The Company adopted Accounting Standards Update (“ASU”) 2016-02, Leases (Topic 842) (“Topic 842”), effective July 1, 2019. The Company determines if an arrangement is a lease at inception. Operating leases are included in Operating lease right-of-use assets, Accrued expenses, and Long-term operating lease liabilities in the Consolidated Balance Sheets. Right-of-use assets represent the Company’s right to use an underlying asset for the lease term and lease liabilities represent the Company’s obligation to make lease payments arising from the lease. Operating lease right-of-use assets and liabilities are recognized at the lease commencement date based on the present value of lease payments over the lease term. In determining the present value of lease payments, the Company uses its incremental borrowing rate based on the information available at the lease commencement date. The operating lease right-of-use assets also include any lease payments made at or before the commencement date and are reduced by any lease incentives received. The Company’s lease terms may include options to extend or not terminate the lease when it is reasonably certain that it will exercise any such options. For the majority of its leases, the Company concluded that it is not reasonably certain that any renewal options would be exercised, and, therefore, the amounts are not recognized as part of Operating lease right-

of-use assets nor Operating lease liabilities. Leases with an initial term of 12 months or less are not recorded on the balance sheet. Lease expense is recognized on a straight-line basis over the expected lease term.

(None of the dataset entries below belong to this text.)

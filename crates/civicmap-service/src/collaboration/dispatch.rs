//! Side-effect dispatch for collaboration state changes.
//!
//! When a collaboration is created, the incident's responsible party gets a
//! queued email and a persisted in-app notification; when one is declined,
//! the requesting user gets a queued email. Once the collaboration row is
//! committed, every step here is best-effort: failures are logged and
//! swallowed, never propagated to the HTTP layer.

use std::sync::Arc;

use serde_json::json;
use tracing::{debug, error, warn};

use civicmap_core::traits::mailer::{EmailMessage, Mailer};
use civicmap_database::repositories::notification::NotificationRepository;
use civicmap_entity::collaboration::model::Collaboration;
use civicmap_entity::incident::model::Incident;
use civicmap_entity::notification::model::NewNotification;
use civicmap_entity::user::model::User;

/// Subject line for the collaboration request email.
pub const REQUEST_EMAIL_SUBJECT: &str = "Nouvelle demande de collaboration";
/// Subject line for the decline email.
pub const DECLINE_EMAIL_SUBJECT: &str = "Demande de collaboration déclinée";
/// Provider template for the collaboration request email.
pub const REQUEST_EMAIL_TEMPLATE: &str = "collaboration_request";
/// Provider template for the decline email.
pub const DECLINE_EMAIL_TEMPLATE: &str = "decline_email";

/// What the dispatcher should do after a collaboration is created.
///
/// Computed from pure inputs so the creation path can decide — before
/// committing — whether the notify contract is fulfillable at all.
#[derive(Debug, Clone, PartialEq)]
pub enum DispatchPlan {
    /// The incident has no responsible party; the collaboration stands alone.
    NoRecipient,
    /// A responsible party exists but cannot receive email. The creation path
    /// treats this as a hard failure and rolls the record back.
    MissingEmail {
        /// The unreachable responsible party.
        recipient_id: i64,
    },
    /// Email the responsible party and persist an in-app notification.
    Notify {
        /// The responsible party.
        recipient_id: i64,
        /// The email to enqueue.
        email: EmailMessage,
        /// Text of the in-app notification.
        notification_message: String,
    },
}

/// Decide how to notify the incident's responsible party about a new request.
pub fn plan_request_dispatch(
    incident: &Incident,
    recipient: Option<&User>,
    requester: &User,
) -> DispatchPlan {
    let Some(recipient) = recipient else {
        return DispatchPlan::NoRecipient;
    };

    if !recipient.has_email() {
        return DispatchPlan::MissingEmail {
            recipient_id: recipient.id,
        };
    }

    let organisation = requester.organisation_label();
    let email = EmailMessage::new(
        recipient.email.clone(),
        REQUEST_EMAIL_SUBJECT,
        REQUEST_EMAIL_TEMPLATE,
        json!({
            "incident_title": incident.title,
            "organisation": organisation,
        }),
    );
    let notification_message = format!(
        "Nouvelle demande de collaboration de {organisation} sur l'incident {}",
        incident.title
    );

    DispatchPlan::Notify {
        recipient_id: recipient.id,
        email,
        notification_message,
    }
}

/// Build the email sent to the requesting user when their request is declined.
pub fn decline_email(collaboration: &Collaboration, requester: &User) -> EmailMessage {
    EmailMessage::new(
        requester.email.clone(),
        DECLINE_EMAIL_SUBJECT,
        DECLINE_EMAIL_TEMPLATE,
        json!({
            "incident_id": collaboration.incident_id,
            "organisation": requester.organisation_label(),
        }),
    )
}

/// Executes dispatch plans: queues email and persists notifications.
#[derive(Debug, Clone)]
pub struct CollaborationDispatcher {
    /// Notification repository.
    notification_repo: Arc<NotificationRepository>,
    /// Outbound mail queue.
    mailer: Arc<dyn Mailer>,
}

impl CollaborationDispatcher {
    /// Creates a new dispatcher.
    pub fn new(notification_repo: Arc<NotificationRepository>, mailer: Arc<dyn Mailer>) -> Self {
        Self {
            notification_repo,
            mailer,
        }
    }

    /// Run the side effects for a freshly created collaboration.
    ///
    /// The in-app notification is only persisted once the email is
    /// successfully enqueued; a failed enqueue leaves the collaboration
    /// without any notification row.
    pub async fn dispatch_request(&self, collaboration: &Collaboration, plan: DispatchPlan) {
        match plan {
            DispatchPlan::NoRecipient => {
                debug!(
                    collaboration_id = collaboration.id,
                    incident_id = collaboration.incident_id,
                    "Incident has no responsible party, skipping notification"
                );
            }
            DispatchPlan::MissingEmail { recipient_id } => {
                // The creation path rolls back before reaching dispatch.
                warn!(
                    collaboration_id = collaboration.id,
                    recipient_id, "Dispatch invoked for an unreachable recipient"
                );
            }
            DispatchPlan::Notify {
                recipient_id,
                email,
                notification_message,
            } => {
                if let Err(e) = self.mailer.enqueue(&email).await {
                    warn!(
                        collaboration_id = collaboration.id,
                        recipient_id,
                        error = %e,
                        "Failed to enqueue collaboration request email, skipping notification"
                    );
                    return;
                }

                let new = NewNotification {
                    user_id: recipient_id,
                    message: notification_message,
                    collaboration_id: collaboration.id,
                };
                if let Err(e) = self.notification_repo.create(&new).await {
                    error!(
                        collaboration_id = collaboration.id,
                        recipient_id,
                        error = %e,
                        "Failed to persist notification after email enqueue"
                    );
                }
            }
        }
    }

    /// Run the side effects for a declined collaboration.
    ///
    /// Decline emails the requesting user but persists no notification row.
    pub async fn dispatch_decline(&self, collaboration: &Collaboration, requester: &User) {
        if !requester.has_email() {
            debug!(
                collaboration_id = collaboration.id,
                user_id = requester.id,
                "Requesting user has no email, skipping decline email"
            );
            return;
        }

        let email = decline_email(collaboration, requester);
        if let Err(e) = self.mailer.enqueue(&email).await {
            warn!(
                collaboration_id = collaboration.id,
                user_id = requester.id,
                error = %e,
                "Failed to enqueue decline email"
            );
        }
    }
}

#[cfg(test)]
mod tests {
    use super::*;
    use chrono::{NaiveDate, Utc};
    use civicmap_core::result::AppResult;
    use civicmap_entity::collaboration::status::CollaborationStatus;
    use civicmap_entity::incident::model::IncidentStatus;
    use civicmap_entity::user::role::UserRole;

    fn incident(taken_by: Option<i64>) -> Incident {
        Incident {
            id: 7,
            title: "Décharge sauvage au bord du fleuve".to_string(),
            zone: "Badalabougou".to_string(),
            description: None,
            status: IncidentStatus::Taken,
            reported_by: Some(1),
            taken_by,
            created_at: Utc::now(),
        }
    }

    fn user(id: i64, email: &str, organisation: Option<&str>) -> User {
        User {
            id,
            email: email.to_string(),
            first_name: "Moussa".to_string(),
            last_name: "Traoré".to_string(),
            organisation: organisation.map(String::from),
            role: UserRole::Elu,
            created_at: Utc::now(),
        }
    }

    fn collaboration() -> Collaboration {
        Collaboration {
            id: 42,
            incident_id: 7,
            user_id: 1,
            created_at: Utc::now(),
            end_date: NaiveDate::from_ymd_opt(2030, 1, 1).unwrap(),
            motivation: None,
            other_option: None,
            status: CollaborationStatus::Pending,
        }
    }

    #[test]
    fn test_plan_without_responsible_party() {
        let requester = user(1, "a@x.com", Some("Association Delta"));
        let plan = plan_request_dispatch(&incident(None), None, &requester);
        assert_eq!(plan, DispatchPlan::NoRecipient);
    }

    #[test]
    fn test_plan_with_unreachable_recipient() {
        let requester = user(1, "a@x.com", Some("Association Delta"));
        let recipient = user(2, "", None);
        let plan = plan_request_dispatch(&incident(Some(2)), Some(&recipient), &requester);
        assert_eq!(plan, DispatchPlan::MissingEmail { recipient_id: 2 });
    }

    #[test]
    fn test_plan_embeds_organisation_and_title() {
        let requester = user(1, "a@x.com", Some("Association Delta"));
        let recipient = user(2, "b@x.com", Some("Mairie"));
        let plan = plan_request_dispatch(&incident(Some(2)), Some(&recipient), &requester);

        let DispatchPlan::Notify {
            recipient_id,
            email,
            notification_message,
        } = plan
        else {
            panic!("expected Notify plan");
        };

        assert_eq!(recipient_id, 2);
        assert_eq!(email.to_email, "b@x.com");
        assert_eq!(email.subject, REQUEST_EMAIL_SUBJECT);
        assert_eq!(email.template, REQUEST_EMAIL_TEMPLATE);
        assert_eq!(
            email.context["incident_title"],
            "Décharge sauvage au bord du fleuve"
        );
        assert_eq!(email.context["organisation"], "Association Delta");
        assert!(notification_message.contains("Association Delta"));
        assert!(notification_message.contains("Décharge sauvage au bord du fleuve"));
    }

    #[test]
    fn test_plan_falls_back_to_requester_name() {
        let requester = user(1, "a@x.com", None);
        let recipient = user(2, "b@x.com", None);
        let plan = plan_request_dispatch(&incident(Some(2)), Some(&recipient), &requester);

        let DispatchPlan::Notify {
            notification_message,
            ..
        } = plan
        else {
            panic!("expected Notify plan");
        };
        assert!(notification_message.contains("Moussa Traoré"));
    }

    #[derive(Debug, Default)]
    struct RecordingMailer {
        sent: std::sync::Mutex<Vec<EmailMessage>>,
        fail: bool,
    }

    #[async_trait::async_trait]
    impl Mailer for RecordingMailer {
        async fn enqueue(&self, message: &EmailMessage) -> AppResult<()> {
            if self.fail {
                return Err(civicmap_core::AppError::mail("queue unavailable"));
            }
            self.sent.lock().unwrap().push(message.clone());
            Ok(())
        }
    }

    fn dispatcher(mailer: Arc<RecordingMailer>) -> CollaborationDispatcher {
        // The pool is never connected; these tests only exercise paths that
        // stop before touching the notification table.
        let pool = sqlx::postgres::PgPoolOptions::new()
            .connect_lazy("postgres://civicmap@localhost/civicmap_test")
            .unwrap();
        CollaborationDispatcher::new(Arc::new(NotificationRepository::new(pool)), mailer)
    }

    #[tokio::test]
    async fn test_decline_skips_requester_without_email() {
        let mailer = Arc::new(RecordingMailer::default());
        let requester = user(1, "", Some("Association Delta"));

        dispatcher(Arc::clone(&mailer))
            .dispatch_decline(&collaboration(), &requester)
            .await;

        assert!(mailer.sent.lock().unwrap().is_empty());
    }

    #[tokio::test]
    async fn test_decline_enqueues_email_for_requester() {
        let mailer = Arc::new(RecordingMailer::default());
        let requester = user(1, "a@x.com", Some("Association Delta"));

        dispatcher(Arc::clone(&mailer))
            .dispatch_decline(&collaboration(), &requester)
            .await;

        let sent = mailer.sent.lock().unwrap();
        assert_eq!(sent.len(), 1);
        assert_eq!(sent[0].subject, DECLINE_EMAIL_SUBJECT);
        assert_eq!(sent[0].to_email, "a@x.com");
    }

    #[tokio::test]
    async fn test_decline_swallows_enqueue_failure() {
        let mailer = Arc::new(RecordingMailer {
            fail: true,
            ..Default::default()
        });
        let requester = user(1, "a@x.com", None);

        // Must not panic or propagate.
        dispatcher(Arc::clone(&mailer))
            .dispatch_decline(&collaboration(), &requester)
            .await;
    }

    #[tokio::test]
    async fn test_request_dispatch_stops_after_failed_enqueue() {
        let mailer = Arc::new(RecordingMailer {
            fail: true,
            ..Default::default()
        });
        let requester = user(1, "a@x.com", Some("Association Delta"));
        let recipient = user(2, "b@x.com", None);
        let plan = plan_request_dispatch(&incident(Some(2)), Some(&recipient), &requester);

        // A failed enqueue skips notification creation entirely, so the
        // unconnected pool is never used.
        dispatcher(Arc::clone(&mailer))
            .dispatch_request(&collaboration(), plan)
            .await;
    }

    #[test]
    fn test_decline_email_context() {
        let requester = user(1, "a@x.com", Some("Association Delta"));
        let email = decline_email(&collaboration(), &requester);
        assert_eq!(email.to_email, "a@x.com");
        assert_eq!(email.subject, DECLINE_EMAIL_SUBJECT);
        assert_eq!(email.template, DECLINE_EMAIL_TEMPLATE);
        assert_eq!(email.context["incident_id"], 7);
        assert_eq!(email.context["organisation"], "Association Delta");
    }
}
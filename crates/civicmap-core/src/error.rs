//! Unified application error types for Civicmap.
//!
//! All crates map their internal errors into [`AppError`] for consistent
//! propagation through the ? operator.

use std::fmt;
use thiserror::Error;

/// Top-level error kind categorization used across the entire application.
#[derive(Debug, Clone, Copy, PartialEq, Eq, Hash, serde::Serialize, serde::Deserialize)]
pub enum ErrorKind {
    /// Input validation failed.
    Validation,
    /// The caller is not authenticated.
    Unauthorized,
    /// The caller does not have permission to perform the action.
    Forbidden,
    /// The requested resource was not found.
    NotFound,
    /// A conflict occurred (duplicate entry, unfulfillable contract, etc.).
    Conflict,
    /// A database error occurred.
    Database,
    /// An outbound mail error occurred.
    Mail,
    /// A configuration error occurred.
    Configuration,
    /// An internal server error occurred.
    Internal,
    /// The service is temporarily unavailable.
    ServiceUnavailable,
}

impl fmt::Display for ErrorKind {
    fn fmt(&self, f: &mut fmt::Formatter<'_>) -> fmt::Result {
        match self {
            Self::Validation => write!(f, "VALIDATION"),
            Self::Unauthorized => write!(f, "UNAUTHORIZED"),
            Self::Forbidden => write!(f, "FORBIDDEN"),
            Self::NotFound => write!(f, "NOT_FOUND"),
            Self::Conflict => write!(f, "CONFLICT"),
            Self::Database => write!(f, "DATABASE"),
            Self::Mail => write!(f, "MAIL"),
            Self::Configuration => write!(f, "CONFIGURATION"),
            Self::Internal => write!(f, "INTERNAL"),
            Self::ServiceUnavailable => write!(f, "SERVICE_UNAVAILABLE"),
        }
    }
}

/// The unified application error used throughout Civicmap.
///
/// All crate-specific errors are mapped into `AppError` using `From` impls
/// or explicit `.map_err()` calls. This provides a single error type for
/// the entire application boundary.
#[derive(Debug, Error)]
#[error("{kind}: {message}")]
pub struct AppError {
    /// The category of error.
    pub kind: ErrorKind,
    /// A human-readable error message.
    pub message: String,
    /// Optional underlying cause.
    #[source]
    pub source: Option<Box<dyn std::error::Error + Send + Sync>>,
}

impl AppError {
    /// Create a new application error.
    pub fn new(kind: ErrorKind, message: impl Into<String>) -> Self {
        Self {
            kind,
            message: message.into(),
            source: None,
        }
    }

    /// Create a new application error with an underlying cause.
    pub fn with_source(
        kind: ErrorKind,
        message: impl Into<String>,
        source: impl std::error::Error + Send + Sync + 'static,
    ) -> Self {
        Self {
            kind,
            message: message.into(),
            source: Some(Box::new(source)),
        }
    }

    /// Create a validation error.
    pub fn validation(message: impl Into<String>) -> Self {
        Self::new(ErrorKind::Validation, message)
    }

    /// Create an unauthorized error.
    pub fn unauthorized(message: impl Into<String>) -> Self {
        Self::new(ErrorKind::Unauthorized, message)
    }

    /// Create a forbidden error.
    pub fn forbidden(message: impl Into<String>) -> Self {
        Self::new(ErrorKind::Forbidden, message)
    }

    /// Create a not-found error.
    pub fn not_found(message: impl Into<String>) -> Self {
        Self::new(ErrorKind::NotFound, message)
    }

    /// Create a conflict error.
    pub fn conflict(message: impl Into<String>) -> Self {
        Self::new(ErrorKind::Conflict, message)
    }

    /// Create a database error.
    pub fn database(message: impl Into<String>) -> Self {
        Self::new(ErrorKind::Database, message)
    }

    /// Create a mail error.
    pub fn mail(message: impl Into<String>) -> Self {
        Self::new(ErrorKind::Mail, message)
    }

    /// Create a configuration error.
    pub fn configuration(message: impl Into<String>) -> Self {
        Self::new(ErrorKind::Configuration, message)
    }

    /// Create an internal error.
    pub fn internal(message: impl Into<String>) -> Self {
        Self::new(ErrorKind::Internal, message)
    }

    /// Create a service-unavailable error.
    pub fn service_unavailable(message: impl Into<String>) -> Self {
        Self::new(ErrorKind::ServiceUnavailable, message)
    }
}

impl Clone for AppError {
    fn clone(&self) -> Self {
        Self {
            kind: self.kind,
            message: self.message.clone(),
            source: None,
        }
    }
}

impl From<serde_json::Error> for AppError {
    fn from(err: serde_json::Error) -> Self {
        Self::with_source(
            ErrorKind::Internal,
            format!("JSON serialization error: {err}"),
            err,
        )
    }
}

impl From<config::ConfigError> for AppError {
    fn from(err: config::ConfigError) -> Self {
        Self::with_source(
            ErrorKind::Configuration,
            format!("Configuration error: {err}"),
            err,
        )
    }
}

#[cfg(test)]
mod tests {
    use super::*;

    #[test]
    fn test_display_includes_kind_and_message() {
        let err = AppError::not_found("Collaboration non trouvée");
        assert_eq!(err.to_string(), "NOT_FOUND: Collaboration non trouvée");
    }

    #[test]
    fn test_clone_drops_source() {
        let io = std::io::Error::other("boom");
        let err = AppError::with_source(ErrorKind::Database, "insert failed", io);
        let cloned = err.clone();
        assert!(err.source.is_some());
        assert!(cloned.source.is_none());
        assert_eq!(cloned.kind, ErrorKind::Database);
    }
}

The Company’s most significant leases are real estate leases of office space. The remaining operating leases are primarily comprised of leases of printers and other equipment. For all leases, the Company has elected the practical expedient permitted under Topic 842 to combine lease and non-lease components. As a result, non-lease components, such as common area or equipment maintenance charges, are accounted for as a single lease element. The Company does not have any finance leases.

Fixed lease expense payments are recognized on a straight-line basis over the lease term. Variable lease payments vary because of changes in facts or circumstances occurring after the commencement date, other than the passage of time, and are often due to changes in an external market rate or the value of an index (e.g. Consumer Price Index). Certain of the Company’s operating lease agreements include variable payments that are passed through by the landlord, such as insurance, taxes, and common area maintenance, payments based on the usage of the asset, and rental payments adjusted periodically for inflation. Variable payments are expensed as incurred and included within variable rent expense.

The Company’s lease agreements do not contain material residual value guarantees, restrictions, or covenants.

(l) Income Taxes

Income taxes are accounted for under the asset and liability method. Deferred tax assets and liabilities are recognized for the future tax consequences attributable to differences between the financial statement carrying amounts of existing assets and liabilities and their respective tax bases and operating loss and tax credit carryforwards. Deferred tax assets and liabilities are measured using enacted tax rates expected to apply to taxable income in the years in which those temporary differences are expected to be recovered or settled. The effect on deferred tax assets and liabilities of a change in tax rates is recognized in income in the period that includes the enactment date.

Deferred tax assets may be reduced by a valuation allowance to the extent we determine it is more likely than not that some portion or all of the deferred tax assets will not be realized. Management judgment is required in determining the period in which the reversal of a valuation allowance should occur. The Company is required to consider all available evidence, both positive and negative, such as historical levels of income and future forecasts of taxable income among other items, in determining whether a full or partial release of its valuation allowance is required. The Company is also required to schedule future taxable income in accordance with accounting standards that address income taxes to assess the appropriateness of a valuation allowance, which further requires the exercise of significant management judgment. The Company’s accounting for deferred tax consequences represents the best estimate of those future events.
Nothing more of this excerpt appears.